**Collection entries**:

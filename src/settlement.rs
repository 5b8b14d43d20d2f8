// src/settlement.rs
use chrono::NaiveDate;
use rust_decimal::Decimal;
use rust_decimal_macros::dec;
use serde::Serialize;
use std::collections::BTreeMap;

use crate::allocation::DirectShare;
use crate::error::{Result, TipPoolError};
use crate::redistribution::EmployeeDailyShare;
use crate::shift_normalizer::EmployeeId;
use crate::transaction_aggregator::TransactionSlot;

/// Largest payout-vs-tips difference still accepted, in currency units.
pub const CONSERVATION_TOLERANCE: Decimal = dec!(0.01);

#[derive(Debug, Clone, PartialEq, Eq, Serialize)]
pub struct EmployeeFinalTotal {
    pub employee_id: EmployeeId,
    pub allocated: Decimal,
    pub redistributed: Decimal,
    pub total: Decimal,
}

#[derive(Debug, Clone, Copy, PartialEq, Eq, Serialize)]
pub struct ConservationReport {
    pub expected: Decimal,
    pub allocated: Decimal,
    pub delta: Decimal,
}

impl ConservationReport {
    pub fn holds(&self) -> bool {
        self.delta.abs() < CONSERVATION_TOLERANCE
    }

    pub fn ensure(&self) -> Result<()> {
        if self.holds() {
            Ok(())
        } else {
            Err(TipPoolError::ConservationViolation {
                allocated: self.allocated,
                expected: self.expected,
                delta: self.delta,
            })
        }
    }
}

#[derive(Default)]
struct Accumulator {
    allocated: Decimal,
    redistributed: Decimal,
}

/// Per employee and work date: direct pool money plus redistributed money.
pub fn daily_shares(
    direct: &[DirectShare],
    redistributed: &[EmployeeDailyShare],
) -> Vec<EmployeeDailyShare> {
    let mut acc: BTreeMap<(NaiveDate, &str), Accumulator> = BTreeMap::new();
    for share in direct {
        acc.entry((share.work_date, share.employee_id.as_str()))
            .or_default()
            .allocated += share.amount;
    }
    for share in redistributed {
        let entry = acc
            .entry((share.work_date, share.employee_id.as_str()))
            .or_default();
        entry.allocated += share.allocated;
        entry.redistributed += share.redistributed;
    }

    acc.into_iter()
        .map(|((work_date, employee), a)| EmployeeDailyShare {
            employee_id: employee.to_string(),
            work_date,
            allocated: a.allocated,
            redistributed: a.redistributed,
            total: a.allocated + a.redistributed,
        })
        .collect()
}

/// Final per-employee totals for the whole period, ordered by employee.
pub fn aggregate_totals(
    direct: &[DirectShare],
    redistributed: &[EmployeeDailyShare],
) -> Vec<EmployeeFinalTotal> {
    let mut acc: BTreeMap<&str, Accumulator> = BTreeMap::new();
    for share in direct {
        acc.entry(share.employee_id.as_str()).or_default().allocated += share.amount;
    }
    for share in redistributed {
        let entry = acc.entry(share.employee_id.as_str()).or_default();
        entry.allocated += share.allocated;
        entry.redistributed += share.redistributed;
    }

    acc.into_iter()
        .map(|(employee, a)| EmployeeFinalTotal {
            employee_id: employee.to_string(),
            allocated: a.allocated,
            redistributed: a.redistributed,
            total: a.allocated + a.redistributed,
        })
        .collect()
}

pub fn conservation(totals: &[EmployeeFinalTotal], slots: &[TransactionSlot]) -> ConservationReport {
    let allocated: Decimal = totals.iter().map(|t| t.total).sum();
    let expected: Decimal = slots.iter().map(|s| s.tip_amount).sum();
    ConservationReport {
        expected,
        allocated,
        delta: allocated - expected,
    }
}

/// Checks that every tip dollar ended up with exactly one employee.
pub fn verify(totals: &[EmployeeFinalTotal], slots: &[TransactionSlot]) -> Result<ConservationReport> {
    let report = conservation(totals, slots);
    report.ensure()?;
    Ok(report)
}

**The task**: Give the records again, complete and exact.

**Written answer**:
filename src/settlement.rs
repository 5b8b14d43d20d2f8
// src/settlement.rs
use chrono::NaiveDate;
use rust_decimal::Decimal;
use rust_decimal_macros::dec;
use serde::Serialize;
use std::collections::BTreeMap;

use crate::allocation::DirectShare;
use crate::error::{Result, TipPoolError};
use crate::redistribution::EmployeeDailyShare;
use crate::shift_normalizer::EmployeeId;
use crate::transaction_aggregator::TransactionSlot;

/// Largest payout-vs-tips difference still accepted, in currency units.
pub const CONSERVATION_TOLERANCE: Decimal = dec!(0.01);

#[derive(Debug, Clone, PartialEq, Eq, Serialize)]
pub struct EmployeeFinalTotal {
    pub employee_id: EmployeeId,
    pub allocated: Decimal,
    pub redistributed: Decimal,
    pub total: Decimal,
}

#[derive(Debug, Clone, Copy, PartialEq, Eq, Serialize)]
pub struct ConservationReport {
    pub expected: Decimal,
    pub allocated: Decimal,
    pub delta: Decimal,
}

impl ConservationReport {
    pub fn holds(&self) -> bool {
        self.delta.abs() < CONSERVATION_TOLERANCE
    }

    pub fn ensure(&self) -> Result<()> {
        if self.holds() {
            Ok(())
        } else {
            Err(TipPoolError::ConservationViolation {
                allocated: self.allocated,
                expected: self.expected,
                delta: self.delta,
            })
        }
    }
}

#[derive(Default)]
struct Accumulator {
    allocated: Decimal,
    redistributed: Decimal,
}

/// Per employee and work date: direct pool money plus redistributed money.
pub fn daily_shares(
    direct: &[DirectShare],
    redistributed: &[EmployeeDailyShare],
) -> Vec<EmployeeDailyShare> {
    let mut acc: BTreeMap<(NaiveDate, &str), Accumulator> = BTreeMap::new();
    for share in direct {
        acc.entry((share.work_date, share.employee_id.as_str()))
            .or_default()
            .allocated += share.amount;
    }
    for share in redistributed {
        let entry = acc
            .entry((share.work_date, share.employee_id.as_str()))
            .or_default();
        entry.allocated += share.allocated;
        entry.redistributed += share.redistributed;
    }

    acc.into_iter()
        .map(|((work_date, employee), a)| EmployeeDailyShare {
            employee_id: employee.to_string(),
            work_date,
            allocated: a.allocated,
            redistributed: a.redistributed,
            total: a.allocated + a.redistributed,
        })
        .collect()
}

/// Final per-employee totals for the whole period, ordered by employee.
pub fn aggregate_totals(
    direct: &[DirectShare],
    redistributed: &[EmployeeDailyShare],
) -> Vec<EmployeeFinalTotal> {
    let mut acc: BTreeMap<&str, Accumulator> = BTreeMap::new();
    for share in direct {
        acc.entry(share.employee_id.as_str()).or_default().allocated += share.amount;
    }
    for share in redistributed {
        let entry = acc.entry(share.employee_id.as_str()).or_default();
        entry.allocated += share.allocated;
        entry.redistributed += share.redistributed;
    }

    acc.into_iter()
        .map(|(employee, a)| EmployeeFinalTotal {
            employee_id: employee.to_string(),
            allocated: a.allocated,
            redistributed: a.redistributed,
            total: a.allocated + a.redistributed,
        })
        .collect()
}

pub fn conservation(totals: &[EmployeeFinalTotal], slots: &[TransactionSlot]) -> ConservationReport {
    let allocated: Decimal = totals.iter().map(|t| t.total).sum();
    let expected: Decimal = slots.iter().map(|s| s.tip_amount).sum();
    ConservationReport {
        expected,
        allocated,
        delta: allocated - expected,
    }
}

/// Checks that every tip dollar ended up with exactly one employee.
pub fn verify(totals: &[EmployeeFinalTotal], slots: &[TransactionSlot]) -> Result<ConservationReport> {
    let report = conservation(totals, slots);
    report.ensure()?;
    Ok(report)
}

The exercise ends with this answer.